The narrator whose name we never learn, so I shall call her “N”, is a Parisian teacher with a young daughter, abandoned recently by her husband, who gets embroiled in an intense love affair with Sarah, a talented violinist who plays in a string quartet at international concerts. Extrovert, capricious, out to shock, Sarah cuts a striking figure with her distinctive, mysterious beauty, nose hooked like a bird’s beak, green eyes the colour of malachite, or absinthe, hooded like a serpent’s – this gives a flavour of the book’s extravagant flow of words to describe her in minute detail. Quite what Sarah sees in the comparatively ordinary N, whether she genuinely reciprocates the passion, is never made clear, but it seems neither woman has been involved in a lesbian relationship before.
The novel succeeds in depicting an obsessive love, at times mixed with hate in the first part, followed in the second half by the intense grief of an irretrievably lost love, evoking a bizarre sense of relief mingled with guilt. This is achieved by continual repetition of incidents and phrases with a hypnotic effect, often like the variations on a musical theme.
The prose switches between a poetic flow and dry definitions incongruously inserted in the text to create some contrived, heavy-handed, metaphors as when Sarah, having stated, “I think I’m in love with you”, strikes a match, which gives off the odour of sulphur, followed by a definition of sulphur, “symbol S”, followed by a description of Sarah, “symbol S”. Another occurs in Trieste where N, who has taken refuge alone, is troubled by an intense moaning which turns out to be the local wind, the bora, “which drives people mad”, but in her increasingly demented state, N observes, “I know it isn’t the wind, but its you, Sarah who is howling…you’ve found me and your will not leave me in peace”. At this point the novel takes on hints of a gothic horror tale.
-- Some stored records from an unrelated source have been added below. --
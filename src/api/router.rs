//! Document API router.
//!
//! Middleware stack (outermost → innermost):
//! 1. Cache-Control: no-store → 2. Identity → 3. Audit logger → handler

use axum::extract::DefaultBodyLimit;
use axum::http::header::CACHE_CONTROL;
use axum::http::HeaderValue;
use axum::routing::{get, post};
use axum::Router;
use tower_http::set_header::SetResponseHeaderLayer;

use crate::api::endpoints;
use crate::api::middleware;
use crate::api::types::ApiContext;

/// Room for multipart boundaries and the text parts around the file.
const MULTIPART_OVERHEAD_BYTES: usize = 64 * 1024;

/// Build the document API router.
///
/// The body limit sits above the configured upload ceiling so an
/// oversized file still reaches validation and gets a 400 with a message
/// instead of a bare 413.
pub fn build_router(ctx: ApiContext) -> Router {
    let body_limit = ctx
        .service
        .config()
        .max_upload_bytes
        .saturating_add(MULTIPART_OVERHEAD_BYTES);

    // NOTE: Path params use `:param` syntax (matchit 0.7 / axum 0.7).
    Router::new()
        .route("/health", get(endpoints::health::check))
        .route("/documents", post(endpoints::documents::upload))
        .route("/documents/:id", get(endpoints::documents::download))
        .route("/documents/:id/summary", get(endpoints::documents::summary))
        .route("/documents/:id/summary/jobs", post(endpoints::jobs::start))
        .route("/documents/case/:case_id", get(endpoints::documents::list_by_case))
        .route("/summary-jobs/:job_id", get(endpoints::jobs::status))
        .with_state(ctx)
        // Innermost first, outermost last
        .layer(axum::middleware::from_fn(middleware::audit::log_access))
        .layer(axum::middleware::from_fn(middleware::identity::resolve_caller))
        .layer(DefaultBodyLimit::max(body_limit))
        .layer(SetResponseHeaderLayer::overriding(
            CACHE_CONTROL,
            HeaderValue::from_static("no-store"),
        ))
}
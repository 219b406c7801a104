//! Secure document pipeline.
//!
//! Upload: ingress validation → encryption → persistence.
//! Read: fetch → decryption → (bytes | rasterize → OCR → summarize).

pub mod extraction;
pub mod ingress;
pub mod jobs;
pub mod ollama;
pub mod processor;
pub mod summarize;

pub use processor::*;

use std::time::Duration;

use thiserror::Error;
use uuid::Uuid;

use crate::crypto::CryptoError;
use crate::db::DatabaseError;
use extraction::ExtractionError;
use summarize::SummarizationError;

#[derive(Error, Debug)]
pub enum PipelineError {
    #[error("Validation failed: {0}")]
    Validation(String),

    #[error("Caller identity is required")]
    Unauthenticated,

    #[error("User {user_id} is not a participant of case {case_id}")]
    Forbidden { case_id: String, user_id: String },

    #[error("Document not found: {0}")]
    NotFound(Uuid),

    #[error("Encryption failed: {0}")]
    Encryption(CryptoError),

    #[error("Decryption failed: {0}")]
    Decryption(CryptoError),

    #[error("Text extraction failed: {0}")]
    Extraction(#[from] ExtractionError),

    #[error("Summarization failed: {0}")]
    Summarization(#[from] SummarizationError),

    #[error("Summary pipeline exceeded {}s", .0.as_secs())]
    Timeout(Duration),

    #[error("Database error: {0}")]
    Database(#[from] DatabaseError),

    #[error("Internal error: {0}")]
    Internal(String),
}
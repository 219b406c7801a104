use std::str::FromStr;

use rusqlite::{params, Connection};

use crate::db::DatabaseError;
use crate::models::enums::ParticipantRole;
use crate::models::CaseParticipant;

/// Insert or replace a participant row (kept in sync by the case service).
pub fn upsert_case_participant(
    conn: &Connection,
    participant: &CaseParticipant,
) -> Result<(), DatabaseError> {
    conn.execute(
        "INSERT INTO case_participants (case_id, user_id, role, approved)
         VALUES (?1, ?2, ?3, ?4)
         ON CONFLICT(case_id, user_id) DO UPDATE SET role = excluded.role,
         approved = excluded.approved",
        params![
            participant.case_id,
            participant.user_id,
            participant.role.as_str(),
            participant.approved as i32,
        ],
    )?;
    Ok(())
}

pub fn get_case_participant(
    conn: &Connection,
    case_id: &str,
    user_id: &str,
) -> Result<Option<CaseParticipant>, DatabaseError> {
    let result = conn.query_row(
        "SELECT case_id, user_id, role, approved FROM case_participants
         WHERE case_id = ?1 AND user_id = ?2",
        params![case_id, user_id],
        |row| {
            Ok((
                row.get::<_, String>(0)?,
                row.get::<_, String>(1)?,
                row.get::<_, String>(2)?,
                row.get::<_, i32>(3)?,
            ))
        },
    );

    match result {
        Ok((case_id, user_id, role, approved)) => Ok(Some(CaseParticipant {
            case_id,
            user_id,
            role: ParticipantRole::from_str(&role)?,
            approved: approved != 0,
        })),
        Err(rusqlite::Error::QueryReturnedNoRows) => Ok(None),
        Err(e) => Err(e.into()),
    }
}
The relationship takes its course in a kind of vacuum in which N’s daughter, the ex-husband who wants partial custody, the interim Bulgarian boyfriend, colleagues at work who might be wondering what is afoot remain ciphers, blank slates. Rather than become irritated by the implausibility of all this, one has to assume that the focus on the love affair to the virtual exclusion of everyone else is intentional to heighten its claustrophobic intensity. However, it becomes so extreme and long drawn out that I never really felt myself engaged in it. Perhaps a more tightly written novella would have made more impact.
It seems that, herself obsessed by Margaret Duras, author of “Hiroshima mon Amour”, the author tried to portray a passionate affair in imitation, perhaps appearing a little pretentious and “pseudo-literary” in the process.
We know from the prologue that the love is doomed, since the N is lying in bed with her love as she dies – but at the end of the novel we are left wondering whether Sarah really did die, and if so how, while N’s fate is also ambiguous. Sarah certainly seems to be mentally unstable, and the love affair seems to drive N into a state of madness, so that at the end she in a sense becomes Sarah, in what seems a circular narrative. It seems that the author wishes to leave the interpretation of the novel open to each individual reader.